I sinned yesterday. Granted, I sin so very much, but this was a specific "I know I'm doing something wrong" sin. I knew better, and I did it anyway.
Then at 2am this morning, I'm driving down the road listening to a song. I hear the words "My Treasure, My Priority". The song was speaking about God, and directly to me. Somehow a light of understanding went off, reminding me just who I serve. It's not a hands off God that doesn't care what I do as long as I repent every now and then. I serve a God that stood right next to me watching me sin. Was His heart breaking? or was He seething with Holy Anger? I get myself into so much trouble.
With the reminder of who I serve firmly implanted in my mind, I, as soon as I was finished working, went to correct my sin. With a repentant heart I ended up before God, once again discussing my failure.
It is so easy for me to stray off the path I'm trying to walk down. But here's what I got out of it.

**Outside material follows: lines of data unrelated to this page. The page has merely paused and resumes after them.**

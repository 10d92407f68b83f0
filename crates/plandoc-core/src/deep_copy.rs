use chrono::Utc;
use uuid::Uuid;

use crate::models::{Phase, Plan, Relation, Template, TemplateGraph};

/// Produces a structurally independent clone of a template and the nested
/// relations named in `relations`. Scalars are copied verbatim, identities
/// are fresh, children are re-parented to the clone, and timestamps are
/// reset. The result is unpersisted: callers adjust version/family/fork
/// attributes as needed and commit the whole graph in one transaction.
#[must_use]
pub fn deep_copy(source: &TemplateGraph, relations: &[Relation]) -> TemplateGraph {
    let now = Utc::now();
    let template = Template {
        id: Uuid::new_v4(),
        created_at: now,
        updated_at: now,
        ..source.template.clone()
    };

    let phases = if relations.contains(&Relation::Phases) {
        source
            .phases
            .iter()
            .map(|phase| Phase {
                id: Uuid::new_v4(),
                template_id: template.id,
                created_at: now,
                updated_at: now,
                ..phase.clone()
            })
            .collect()
    } else {
        Vec::new()
    };

    let plans = if relations.contains(&Relation::Plans) {
        source
            .plans
            .iter()
            .map(|plan| Plan {
                id: Uuid::new_v4(),
                template_id: template.id,
                created_at: now,
                updated_at: now,
                ..plan.clone()
            })
            .collect()
    } else {
        Vec::new()
    };

    TemplateGraph {
        template,
        phases,
        plans,
    }
}
use serde_json::Value;

/// Keys the links hash must carry. Extra keys are ignored.
pub const RECOGNIZED_LINK_KEYS: [&str; 2] = ["funder", "sample_plan"];

/// Validates a candidate `links` value against the object-links schema.
/// Returns the ordered list of human-readable messages; an empty list means
/// the value is valid. Never panics on malformed input.
#[must_use]
pub fn validate_links(value: &Value) -> Vec<String> {
    let Some(map) = value.as_object() else {
        // Nothing else is checkable against a non-mapping value.
        return vec!["A hash is expected for links".to_string()];
    };

    let mut errors = Vec::new();
    for key in RECOGNIZED_LINK_KEYS {
        if !map.contains_key(key) {
            errors.push(format!("A key {key} is expected for links hash"));
        }
    }
    for key in RECOGNIZED_LINK_KEYS {
        if let Some(entries) = map.get(key)
            && !is_object_link_list(entries)
        {
            // One message per offending key, not per offending entry.
            errors.push(format!(
                "The key {key} does not have a valid set of object links"
            ));
        }
    }
    errors
}

fn is_object_link_list(value: &Value) -> bool {
    let Some(entries) = value.as_array() else {
        return false;
    };
    entries.iter().all(|entry| {
        entry
            .as_object()
            .is_some_and(|record| record.contains_key("link") && record.contains_key("text"))
    })
}
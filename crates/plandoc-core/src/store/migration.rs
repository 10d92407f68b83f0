use crate::error::{PlandocError, Result};

use super::SqliteTemplateStore;

const MIGRATION_SCHEMA_SQL: &str = r"
    PRAGMA journal_mode = WAL;
    PRAGMA foreign_keys = ON;

    CREATE TABLE IF NOT EXISTS templates (
        id TEXT PRIMARY KEY,
        title TEXT NOT NULL,
        description TEXT,
        version INTEGER NOT NULL,
        family_id TEXT NOT NULL,
        customization_of TEXT,
        org_id TEXT NOT NULL,
        published INTEGER NOT NULL DEFAULT 0,
        archived INTEGER NOT NULL DEFAULT 0,
        is_default INTEGER NOT NULL DEFAULT 0,
        visibility TEXT NOT NULL
            CHECK(visibility IN ('organisationally_visible', 'publicly_visible')),
        links TEXT,
        created_at TEXT NOT NULL,
        updated_at TEXT NOT NULL
    );

    CREATE UNIQUE INDEX IF NOT EXISTS idx_templates_family_version
    ON templates(family_id, version);

    CREATE UNIQUE INDEX IF NOT EXISTS idx_templates_customization_version_org
    ON templates(customization_of, version, org_id)
    WHERE customization_of IS NOT NULL;

    CREATE INDEX IF NOT EXISTS idx_templates_customization_org
    ON templates(customization_of, org_id);

    CREATE TABLE IF NOT EXISTS phases (
        id TEXT PRIMARY KEY,
        template_id TEXT NOT NULL,
        title TEXT NOT NULL,
        number INTEGER NOT NULL,
        modifiable INTEGER NOT NULL DEFAULT 1,
        created_at TEXT NOT NULL,
        updated_at TEXT NOT NULL,
        FOREIGN KEY (template_id) REFERENCES templates(id) ON DELETE CASCADE
    );

    CREATE INDEX IF NOT EXISTS idx_phases_template ON phases(template_id, number);

    CREATE TABLE IF NOT EXISTS plans (
        id TEXT PRIMARY KEY,
        template_id TEXT NOT NULL,
        title TEXT NOT NULL,
        visibility TEXT NOT NULL,
        created_at TEXT NOT NULL,
        updated_at TEXT NOT NULL,
        FOREIGN KEY (template_id) REFERENCES templates(id) ON DELETE CASCADE
    );

    CREATE INDEX IF NOT EXISTS idx_plans_template ON plans(template_id);
";

impl SqliteTemplateStore {
    pub fn migrate(&self) -> Result<()> {
        let conn = self
            .conn
            .lock()
            .map_err(|_| PlandocError::mutex_poisoned("sqlite"))?;
        conn.execute_batch(MIGRATION_SCHEMA_SQL)?;
        drop(conn);
        Ok(())
    }
}
use chrono::{DateTime, Utc};
use serde::{Deserialize, Serialize};
use uuid::Uuid;

use crate::models::{OrgRef, Phase, Plan};

/// Visibility classification assigned once at creation and propagated
/// unchanged across version bumps (ownership does not change with a bump).
#[derive(Debug, Clone, Copy, PartialEq, Eq, Serialize, Deserialize)]
#[serde(rename_all = "snake_case")]
pub enum Visibility {
    OrganisationallyVisible,
    PubliclyVisible,
}

impl Visibility {
    #[must_use]
    pub fn as_str(self) -> &'static str {
        match self {
            Self::OrganisationallyVisible => "organisationally_visible",
            Self::PubliclyVisible => "publicly_visible",
        }
    }

    pub(crate) fn from_db(value: &str) -> Option<Self> {
        match value {
            "organisationally_visible" => Some(Self::OrganisationallyVisible),
            "publicly_visible" => Some(Self::PubliclyVisible),
            _ => None,
        }
    }
}

#[derive(Debug, Clone, PartialEq, Serialize, Deserialize)]
pub struct Template {
    pub id: Uuid,
    pub title: String,
    #[serde(skip_serializing_if = "Option::is_none")]
    pub description: Option<String>,
    pub version: i64,
    /// Shared by every version of one logical template; assigned at the
    /// creation of version 0 and copied, never regenerated, thereafter.
    pub family_id: Uuid,
    /// Source family this template customizes, when it is a fork.
    #[serde(skip_serializing_if = "Option::is_none")]
    pub customization_of: Option<Uuid>,
    pub org_id: Uuid,
    pub published: bool,
    pub archived: bool,
    pub is_default: bool,
    pub visibility: Visibility,
    #[serde(skip_serializing_if = "Option::is_none")]
    pub links: Option<serde_json::Value>,
    pub created_at: DateTime<Utc>,
    pub updated_at: DateTime<Utc>,
}

impl Template {
    #[must_use]
    pub fn publicly_visible(&self) -> bool {
        self.visibility == Visibility::PubliclyVisible
    }

    #[must_use]
    pub fn organisationally_visible(&self) -> bool {
        self.visibility == Visibility::OrganisationallyVisible
    }

    #[must_use]
    pub fn is_customization(&self) -> bool {
        self.customization_of.is_some()
    }
}

/// A template together with its cloneable nested children.
#[derive(Debug, Clone, PartialEq, Serialize, Deserialize)]
pub struct TemplateGraph {
    pub template: Template,
    pub phases: Vec<Phase>,
    pub plans: Vec<Plan>,
}

/// Creation request. `version` defaults to 0 and `customization_of` lets a
/// caller record a fork against a source family directly.
#[derive(Debug, Clone)]
pub struct NewTemplate {
    pub title: String,
    pub description: Option<String>,
    pub org: OrgRef,
    pub version: Option<i64>,
    pub customization_of: Option<Uuid>,
    pub links: Option<serde_json::Value>,
    pub is_default: bool,
}

impl NewTemplate {
    #[must_use]
    pub fn new(title: impl Into<String>, org: OrgRef) -> Self {
        Self {
            title: title.into(),
            description: None,
            org,
            version: None,
            customization_of: None,
            links: None,
            is_default: false,
        }
    }
}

First, I got a reminder that God is watching me/watching over me. He's protecting me even from myself. I'm not baptist, and I firmly believe that I can harden my heart and walk away from God, and the salvation promised me. I wouldn't accomplish it with my one deliberate sin, but I very well might start the process of hardening my heart, and closing my ears to the Holy Spirits correction.
Second, I was moved by His mercy. Moved by the very idea that God watched me sin, and then - knowing I wasn't responding to just plain old conviction - gave me the understanding that I needed to be willing to turn from my sin.
Third, He taught me once again that I cannot do this on my own. My salvation, my witness, my knowledge, my walk, my ability to minister, my fruit, all come because of His mercy and grace poured specifically into my life. And beyond that, He's not just doing a work in me and through me, He's doing it -quite often - despite me.